TASK DATA below:

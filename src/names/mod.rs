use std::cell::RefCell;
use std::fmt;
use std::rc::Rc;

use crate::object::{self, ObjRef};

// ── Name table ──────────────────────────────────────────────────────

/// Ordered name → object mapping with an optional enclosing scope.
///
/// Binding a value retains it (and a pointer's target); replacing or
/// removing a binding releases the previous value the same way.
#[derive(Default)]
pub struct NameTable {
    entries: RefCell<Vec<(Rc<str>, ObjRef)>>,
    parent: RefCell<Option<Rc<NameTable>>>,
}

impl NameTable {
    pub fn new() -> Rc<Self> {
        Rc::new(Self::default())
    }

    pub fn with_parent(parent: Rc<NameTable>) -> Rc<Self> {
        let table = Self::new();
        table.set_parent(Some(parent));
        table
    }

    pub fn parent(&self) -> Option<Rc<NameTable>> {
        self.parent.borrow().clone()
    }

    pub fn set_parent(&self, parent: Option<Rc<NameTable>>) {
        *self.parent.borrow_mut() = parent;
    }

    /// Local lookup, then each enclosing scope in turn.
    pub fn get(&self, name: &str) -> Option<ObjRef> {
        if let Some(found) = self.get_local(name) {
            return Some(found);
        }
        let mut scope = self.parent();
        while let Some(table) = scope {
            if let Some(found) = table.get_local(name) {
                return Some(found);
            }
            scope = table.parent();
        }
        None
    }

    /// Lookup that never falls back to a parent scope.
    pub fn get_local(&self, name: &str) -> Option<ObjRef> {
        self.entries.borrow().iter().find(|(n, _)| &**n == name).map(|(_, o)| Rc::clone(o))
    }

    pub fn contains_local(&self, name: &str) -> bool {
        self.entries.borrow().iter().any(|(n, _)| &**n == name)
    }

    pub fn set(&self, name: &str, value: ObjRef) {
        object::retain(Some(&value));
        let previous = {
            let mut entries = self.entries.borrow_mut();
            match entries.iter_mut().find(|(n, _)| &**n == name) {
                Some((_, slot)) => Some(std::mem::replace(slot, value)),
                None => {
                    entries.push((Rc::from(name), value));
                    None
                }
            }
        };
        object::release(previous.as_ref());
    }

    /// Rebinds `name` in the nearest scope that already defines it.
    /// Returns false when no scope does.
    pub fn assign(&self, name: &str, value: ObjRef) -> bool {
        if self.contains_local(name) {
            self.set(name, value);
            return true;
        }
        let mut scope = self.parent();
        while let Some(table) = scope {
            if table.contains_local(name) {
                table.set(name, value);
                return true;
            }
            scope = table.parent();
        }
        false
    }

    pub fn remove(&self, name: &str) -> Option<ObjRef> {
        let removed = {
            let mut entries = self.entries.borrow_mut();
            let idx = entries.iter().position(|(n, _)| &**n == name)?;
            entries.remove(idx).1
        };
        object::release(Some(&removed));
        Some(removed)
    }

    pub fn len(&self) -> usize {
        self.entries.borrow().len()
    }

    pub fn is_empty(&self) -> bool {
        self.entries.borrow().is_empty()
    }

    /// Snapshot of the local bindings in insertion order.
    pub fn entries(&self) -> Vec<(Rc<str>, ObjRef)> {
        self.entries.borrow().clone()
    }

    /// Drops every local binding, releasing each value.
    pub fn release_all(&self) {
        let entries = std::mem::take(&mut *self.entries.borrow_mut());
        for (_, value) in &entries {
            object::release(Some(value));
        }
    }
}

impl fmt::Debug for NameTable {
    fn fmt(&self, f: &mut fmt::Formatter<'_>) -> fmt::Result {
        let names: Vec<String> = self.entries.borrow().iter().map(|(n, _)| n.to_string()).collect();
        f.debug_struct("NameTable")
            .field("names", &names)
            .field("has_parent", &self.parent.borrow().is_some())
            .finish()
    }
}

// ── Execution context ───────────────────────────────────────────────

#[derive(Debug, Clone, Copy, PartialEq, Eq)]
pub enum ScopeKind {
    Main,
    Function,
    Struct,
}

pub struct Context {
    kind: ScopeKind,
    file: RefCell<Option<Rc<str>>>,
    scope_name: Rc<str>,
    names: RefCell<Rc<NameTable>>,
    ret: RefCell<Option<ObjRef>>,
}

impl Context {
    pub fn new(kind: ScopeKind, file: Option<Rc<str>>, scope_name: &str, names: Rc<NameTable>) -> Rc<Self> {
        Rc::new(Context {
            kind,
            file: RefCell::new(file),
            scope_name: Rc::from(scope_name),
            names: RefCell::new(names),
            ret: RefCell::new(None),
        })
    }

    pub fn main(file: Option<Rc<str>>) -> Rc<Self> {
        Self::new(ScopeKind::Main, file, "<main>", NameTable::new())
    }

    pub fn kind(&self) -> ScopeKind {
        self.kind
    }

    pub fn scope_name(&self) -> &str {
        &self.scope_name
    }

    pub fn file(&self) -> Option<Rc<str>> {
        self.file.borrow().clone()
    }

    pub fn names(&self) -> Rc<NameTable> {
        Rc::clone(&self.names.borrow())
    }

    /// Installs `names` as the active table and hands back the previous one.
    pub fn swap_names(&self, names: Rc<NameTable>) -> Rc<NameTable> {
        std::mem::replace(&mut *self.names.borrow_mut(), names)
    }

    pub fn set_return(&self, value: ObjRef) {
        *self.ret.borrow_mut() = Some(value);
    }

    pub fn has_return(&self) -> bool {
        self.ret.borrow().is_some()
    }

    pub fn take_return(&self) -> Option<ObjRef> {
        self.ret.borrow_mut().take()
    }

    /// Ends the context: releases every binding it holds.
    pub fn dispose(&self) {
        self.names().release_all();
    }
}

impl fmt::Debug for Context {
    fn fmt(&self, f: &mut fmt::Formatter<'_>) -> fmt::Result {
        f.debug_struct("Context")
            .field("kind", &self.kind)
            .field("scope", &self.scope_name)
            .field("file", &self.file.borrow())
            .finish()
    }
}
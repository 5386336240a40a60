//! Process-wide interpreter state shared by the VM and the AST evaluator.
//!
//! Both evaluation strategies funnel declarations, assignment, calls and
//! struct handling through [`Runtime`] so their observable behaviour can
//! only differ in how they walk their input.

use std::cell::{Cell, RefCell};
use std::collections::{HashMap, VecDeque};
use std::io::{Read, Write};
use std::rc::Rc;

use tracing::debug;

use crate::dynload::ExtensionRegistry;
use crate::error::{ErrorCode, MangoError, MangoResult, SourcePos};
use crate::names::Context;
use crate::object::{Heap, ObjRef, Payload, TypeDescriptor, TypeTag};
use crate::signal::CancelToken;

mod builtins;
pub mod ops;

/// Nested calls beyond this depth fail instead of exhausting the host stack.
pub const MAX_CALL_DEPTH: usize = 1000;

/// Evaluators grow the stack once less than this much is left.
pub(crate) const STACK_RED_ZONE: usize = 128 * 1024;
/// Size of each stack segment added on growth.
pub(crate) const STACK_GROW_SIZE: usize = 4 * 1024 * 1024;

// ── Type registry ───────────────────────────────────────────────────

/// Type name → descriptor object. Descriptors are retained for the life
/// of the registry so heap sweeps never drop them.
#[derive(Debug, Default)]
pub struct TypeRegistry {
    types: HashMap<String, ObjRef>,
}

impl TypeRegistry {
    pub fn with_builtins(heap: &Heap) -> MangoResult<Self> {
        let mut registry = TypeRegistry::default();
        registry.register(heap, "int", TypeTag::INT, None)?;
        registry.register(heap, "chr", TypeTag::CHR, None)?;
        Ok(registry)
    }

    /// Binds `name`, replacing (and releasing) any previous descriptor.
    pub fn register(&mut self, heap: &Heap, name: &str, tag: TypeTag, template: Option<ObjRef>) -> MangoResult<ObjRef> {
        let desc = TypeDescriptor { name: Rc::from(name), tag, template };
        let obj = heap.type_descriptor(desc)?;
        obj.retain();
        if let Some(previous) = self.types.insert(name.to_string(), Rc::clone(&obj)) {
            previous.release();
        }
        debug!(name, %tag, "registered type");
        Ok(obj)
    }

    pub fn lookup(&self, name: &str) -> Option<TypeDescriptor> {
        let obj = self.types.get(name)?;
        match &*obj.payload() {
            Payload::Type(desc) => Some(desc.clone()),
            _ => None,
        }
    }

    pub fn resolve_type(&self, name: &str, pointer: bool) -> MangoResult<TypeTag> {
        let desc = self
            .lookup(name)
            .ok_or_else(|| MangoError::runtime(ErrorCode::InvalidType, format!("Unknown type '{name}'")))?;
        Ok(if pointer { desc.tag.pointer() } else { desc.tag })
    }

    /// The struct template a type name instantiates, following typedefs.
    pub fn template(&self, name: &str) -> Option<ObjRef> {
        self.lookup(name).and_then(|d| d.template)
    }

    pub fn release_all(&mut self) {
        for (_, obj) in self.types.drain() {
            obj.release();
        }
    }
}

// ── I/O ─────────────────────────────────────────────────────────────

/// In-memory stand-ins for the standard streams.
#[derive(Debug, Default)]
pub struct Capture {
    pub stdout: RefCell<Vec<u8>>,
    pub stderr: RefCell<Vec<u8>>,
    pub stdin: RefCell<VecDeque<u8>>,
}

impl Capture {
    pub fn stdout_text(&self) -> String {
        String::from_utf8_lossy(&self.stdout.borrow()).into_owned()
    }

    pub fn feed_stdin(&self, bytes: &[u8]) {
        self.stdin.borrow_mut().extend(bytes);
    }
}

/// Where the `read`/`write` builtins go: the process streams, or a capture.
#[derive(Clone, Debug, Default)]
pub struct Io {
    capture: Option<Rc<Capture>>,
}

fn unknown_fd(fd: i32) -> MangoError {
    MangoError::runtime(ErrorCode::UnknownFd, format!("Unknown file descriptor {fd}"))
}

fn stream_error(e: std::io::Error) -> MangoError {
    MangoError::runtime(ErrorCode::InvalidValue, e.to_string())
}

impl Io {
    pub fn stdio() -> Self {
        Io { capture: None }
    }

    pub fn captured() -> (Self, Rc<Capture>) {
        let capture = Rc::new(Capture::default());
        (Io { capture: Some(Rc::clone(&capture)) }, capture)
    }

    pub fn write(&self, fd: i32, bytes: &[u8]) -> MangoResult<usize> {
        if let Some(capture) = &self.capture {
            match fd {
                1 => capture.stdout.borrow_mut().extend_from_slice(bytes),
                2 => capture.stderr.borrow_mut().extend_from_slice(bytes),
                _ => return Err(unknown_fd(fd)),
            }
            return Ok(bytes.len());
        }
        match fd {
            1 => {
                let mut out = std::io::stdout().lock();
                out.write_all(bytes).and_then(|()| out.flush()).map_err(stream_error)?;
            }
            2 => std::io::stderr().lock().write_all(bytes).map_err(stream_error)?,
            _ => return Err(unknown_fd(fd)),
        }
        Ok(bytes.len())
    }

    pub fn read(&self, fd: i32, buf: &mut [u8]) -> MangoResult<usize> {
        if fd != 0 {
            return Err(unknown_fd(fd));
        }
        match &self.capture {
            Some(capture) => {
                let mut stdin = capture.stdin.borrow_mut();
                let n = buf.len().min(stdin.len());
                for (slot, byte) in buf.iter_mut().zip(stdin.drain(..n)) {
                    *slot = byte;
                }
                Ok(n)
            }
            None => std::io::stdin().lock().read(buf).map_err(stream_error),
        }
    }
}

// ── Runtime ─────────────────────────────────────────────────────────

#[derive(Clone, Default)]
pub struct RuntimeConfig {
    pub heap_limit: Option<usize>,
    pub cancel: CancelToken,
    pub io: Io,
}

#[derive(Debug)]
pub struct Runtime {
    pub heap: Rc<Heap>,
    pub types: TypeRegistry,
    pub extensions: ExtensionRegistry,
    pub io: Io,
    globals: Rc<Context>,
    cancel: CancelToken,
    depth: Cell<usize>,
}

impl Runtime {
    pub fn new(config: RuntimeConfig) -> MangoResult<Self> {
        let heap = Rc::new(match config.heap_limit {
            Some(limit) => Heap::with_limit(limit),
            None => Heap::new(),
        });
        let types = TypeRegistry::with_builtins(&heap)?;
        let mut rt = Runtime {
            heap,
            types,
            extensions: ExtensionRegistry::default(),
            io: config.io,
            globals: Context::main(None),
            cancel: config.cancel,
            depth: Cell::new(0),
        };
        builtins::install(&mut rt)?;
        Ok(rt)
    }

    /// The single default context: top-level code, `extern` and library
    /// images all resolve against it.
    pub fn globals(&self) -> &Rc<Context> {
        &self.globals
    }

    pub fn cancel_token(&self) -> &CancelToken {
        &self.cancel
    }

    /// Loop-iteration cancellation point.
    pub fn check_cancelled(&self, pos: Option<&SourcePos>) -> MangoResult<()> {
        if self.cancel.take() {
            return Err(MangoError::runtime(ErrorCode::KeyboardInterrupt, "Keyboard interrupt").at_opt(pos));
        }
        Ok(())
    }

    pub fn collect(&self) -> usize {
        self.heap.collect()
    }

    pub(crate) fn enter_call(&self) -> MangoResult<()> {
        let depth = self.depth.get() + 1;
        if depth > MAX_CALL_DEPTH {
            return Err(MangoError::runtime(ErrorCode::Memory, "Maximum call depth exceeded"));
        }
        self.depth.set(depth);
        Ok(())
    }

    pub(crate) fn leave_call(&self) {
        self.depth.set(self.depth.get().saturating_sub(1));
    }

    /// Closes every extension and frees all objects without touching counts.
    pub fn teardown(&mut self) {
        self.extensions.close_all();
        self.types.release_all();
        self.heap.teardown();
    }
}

End of TASK DATA.

> WHAT THE TASK REQUIRES:
The lines to copy are those above that contain "lock".

> WRITTEN RESPONSE:
                let mut out = std::io::stdout().lock();
            2 => std::io::stderr().lock().write_all(bytes).map_err(stream_error)?,
            None => std::io::stdin().lock().read(buf).map_err(stream_error),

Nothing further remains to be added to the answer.